|Title: ||CLOCK function value oberflow|
|Author: ||Michael Marxmeier (firstname.lastname@example.org)|
CLOCK function value oberflow
Q: As we use the CLOCK statement very often as sequential number
of record i'd like to know what will happen in the year 2000 with this
number. Will it start from 0 or it will go on by exponential values ?
A: The CLOCK value will exceed the mantissa precision of REAL
variables in September 2001 with Eloquence versions before A.06.30.
- Eloquence version A.06.30 and above are not affected since they
use an increased real precision of 14 digits.

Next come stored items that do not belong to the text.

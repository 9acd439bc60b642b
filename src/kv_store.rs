//! Abstract key-value store interface used by the [`crate::task_monitor::TaskMonitor`], plus
//! an in-process reference implementation suitable for tests and single-process deployments.
//!
//! A production deployment is expected to back this with Redis (or a similar store) so the
//! inflight registry is shared across processes; [`InMemoryKvStore`] implements the same
//! contract with a `DashMap`-backed single critical section standing in for what a real
//! backend would ship as a Lua `EVAL` script.

use std::collections::{BTreeMap, HashMap, HashSet};
use std::sync::Arc;

use async_trait::async_trait;
use dashmap::DashMap;
use parking_lot::Mutex;

use crate::time_helper::now_ms;

/// Outcome of the atomic check-and-remove used by orphan cleanup.
#[derive(Debug, Clone, PartialEq, Eq)]
pub enum RemovedEntry {
    NotOrphaned,
    Removed { job_json: String },
}

/// The KVStore operations the engine needs: a sorted set, a hash, a set, `SET NX EX`
/// string keys, and one server-side atomic script (`check_and_remove_if_stale`).
#[async_trait]
pub trait KvStore: Send + Sync {
    async fn zadd(&self, key: &str, member: &str, score: i64);
    async fn zadd_xx(&self, key: &str, member: &str, score: i64);
    async fn zrem(&self, key: &str, member: &str);
    async fn zscore(&self, key: &str, member: &str) -> Option<i64>;
    /// Members with score strictly less than `max_score`.
    async fn zrangebyscore_lt(&self, key: &str, max_score: i64) -> Vec<String>;
    async fn expire(&self, key: &str, ttl_ms: i64);

    async fn hset(&self, key: &str, field: &str, value: &str);
    async fn hget(&self, key: &str, field: &str) -> Option<String>;
    async fn hdel(&self, key: &str, field: &str);

    async fn sadd(&self, key: &str, member: &str);
    async fn sismember(&self, key: &str, member: &str) -> bool;

    /// `SET key value NX EX ttl_secs`. Returns true iff the key was newly set.
    async fn set_nx_ex(&self, key: &str, value: &str, ttl_secs: u64) -> bool;
    /// Returns the current value, if present and unexpired.
    async fn get(&self, key: &str) -> Option<String>;
    /// Deletes `key` only if its current value equals `expected` (optimistic lock release).
    async fn compare_and_delete(&self, key: &str, expected: &str) -> bool;

    /// Atomic check-and-remove used by orphan cleanup: if `zscore(index_key, task_id)` is
    /// absent or `>= threshold_ms`, returns `NotOrphaned`; otherwise removes the entry from
    /// both the index and the jobs hash and returns its job JSON.
    async fn check_and_remove_if_stale(
        &self,
        index_key: &str,
        jobs_key: &str,
        task_id: &str,
        threshold_ms: i64,
    ) -> RemovedEntry;
}

#[derive(Default)]
struct Entry {
    value: String,
    expires_at_ms: Option<i64>,
}

impl Entry {
    fn is_live(&self) -> bool {
        match self.expires_at_ms {
            Some(exp) => now_ms() < exp,
            None => true,
        }
    }
}

/// A single-process `KvStore` backed by `DashMap`s guarded by one `Mutex` for the operations
/// that must be atomic across maps (`check_and_remove_if_stale`, `set_nx_ex`,
/// `compare_and_delete`). Expiry is evaluated lazily on read, matching Redis's "expired keys
/// disappear on access" behaviour closely enough for tests.
pub struct InMemoryKvStore {
    sorted_sets: DashMap<String, BTreeMap<String, i64>>,
    hashes: DashMap<String, HashMap<String, String>>,
    sets: DashMap<String, HashSet<String>>,
    strings: DashMap<String, Entry>,
    lock: Arc<Mutex<()>>,
}

impl InMemoryKvStore {
    pub fn new() -> Self {
        Self {
            sorted_sets: DashMap::new(),
            hashes: DashMap::new(),
            sets: DashMap::new(),
            strings: DashMap::new(),
            lock: Arc::new(Mutex::new(())),
        }
    }
}

impl Default for InMemoryKvStore {
    fn default() -> Self {
        Self::new()
    }
}

#[async_trait]
impl KvStore for InMemoryKvStore {
    async fn zadd(&self, key: &str, member: &str, score: i64) {
        self.sorted_sets.entry(key.to_string()).or_default().insert(member.to_string(), score);
    }

    async fn zadd_xx(&self, key: &str, member: &str, score: i64) {
        if let Some(mut set) = self.sorted_sets.get_mut(key) {
            if let Some(existing) = set.get_mut(member) {
                *existing = score;
            }
        }
    }

    async fn zrem(&self, key: &str, member: &str) {
        if let Some(mut set) = self.sorted_sets.get_mut(key) {
            set.remove(member);
        }
    }

    async fn zscore(&self, key: &str, member: &str) -> Option<i64> {
        self.sorted_sets.get(key).and_then(|set| set.get(member).copied())
    }

    async fn zrangebyscore_lt(&self, key: &str, max_score: i64) -> Vec<String> {
        self.sorted_sets
            .get(key)
            .map(|set| set.iter().filter(|&(_, &score)| score < max_score).map(|(m, _)| m.clone()).collect())
            .unwrap_or_default()
    }

    async fn expire(&self, _key: &str, _ttl_ms: i64) {
        // Sorted sets and hashes in the reference store never expire on their own; TTL
        // enforcement is only meaningful for a shared backend, where it protects against a
        // crashed process leaking entries forever. Single-process tests don't need it.
    }

    async fn hset(&self, key: &str, field: &str, value: &str) {
        self.hashes.entry(key.to_string()).or_default().insert(field.to_string(), value.to_string());
    }

    async fn hget(&self, key: &str, field: &str) -> Option<String> {
        self.hashes.get(key).and_then(|h| h.get(field).cloned())
    }

    async fn hdel(&self, key: &str, field: &str) {
        if let Some(mut h) = self.hashes.get_mut(key) {
            h.remove(field);
        }
    }

    async fn sadd(&self, key: &str, member: &str) {
        self.sets.entry(key.to_string()).or_default().insert(member.to_string());
    }

    async fn sismember(&self, key: &str, member: &str) -> bool {
        self.sets.get(key).map(|s| s.contains(member)).unwrap_or(false)
    }

    async fn set_nx_ex(&self, key: &str, value: &str, ttl_secs: u64) -> bool {
        let _guard = self.lock.lock();
        let live = self.strings.get(key).map(|e| e.is_live()).unwrap_or(false);
        if live {
            return false;
        }
        self.strings.insert(
            key.to_string(),
            Entry { value: value.to_string(), expires_at_ms: Some(now_ms() + ttl_secs as i64 * 1000) },
        );
        true
    }

    async fn get(&self, key: &str) -> Option<String> {
        self.strings.get(key).filter(|e| e.is_live()).map(|e| e.value.clone())
    }

    async fn compare_and_delete(&self, key: &str, expected: &str) -> bool {
        let _guard = self.lock.lock();
        let matches = self.strings.get(key).filter(|e| e.is_live()).map(|e| e.value == expected).unwrap_or(false);
        if matches {
            self.strings.remove(key);
        }
        matches
    }

    async fn check_and_remove_if_stale(
        &self,
        index_key: &str,
        jobs_key: &str,
        task_id: &str,
        threshold_ms: i64,
    ) -> RemovedEntry {
        let _guard = self.lock.lock();
        let score = self.sorted_sets.get(index_key).and_then(|set| set.get(task_id).copied());
        match score {
            None => RemovedEntry::NotOrphaned,
            Some(s) if s >= threshold_ms => RemovedEntry::NotOrphaned,
            Some(_) => {
                let job_json = self.hashes.get(jobs_key).and_then(|h| h.get(task_id).cloned());
                if let Some(mut set) = self.sorted_sets.get_mut(index_key) {
                    set.remove(task_id);
                }
                if let Some(mut h) = self.hashes.get_mut(jobs_key) {
                    h.remove(task_id);
                }
                match job_json {
                    Some(job_json) => RemovedEntry::Removed { job_json },
                    None => RemovedEntry::NotOrphaned,
                }
            }
        }
    }
}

- For previous Eloquence versions this should not cause a problem
either because this will simply loose the last digit resulting in
a CLOCK resolution of 10ms instead of 1ms. This hardly a problem.
The only possible problem is a different representation by DISP or
VAL$ (using exponent form) of CLOCK values which we don't expect
to be widely used.
We discussed a few alternatives (like changing the reference point)
and they are more likely to cause problems since some software
is expecting CLOCK to be increasing (and uses CLOCK values with
We don't recommend to use the CLOCK variable for anything but time
measurements. On Windows NT it will restart with 0 each time the
system is rebooted and even on UNIX with faster systems the 1ms
resolution is no guarantee of a unique value.
For upcoming Eloquence versions there may be a config option
to define the CLOCK reference point or an alternative statement which
provides access to a higher resulution clock source.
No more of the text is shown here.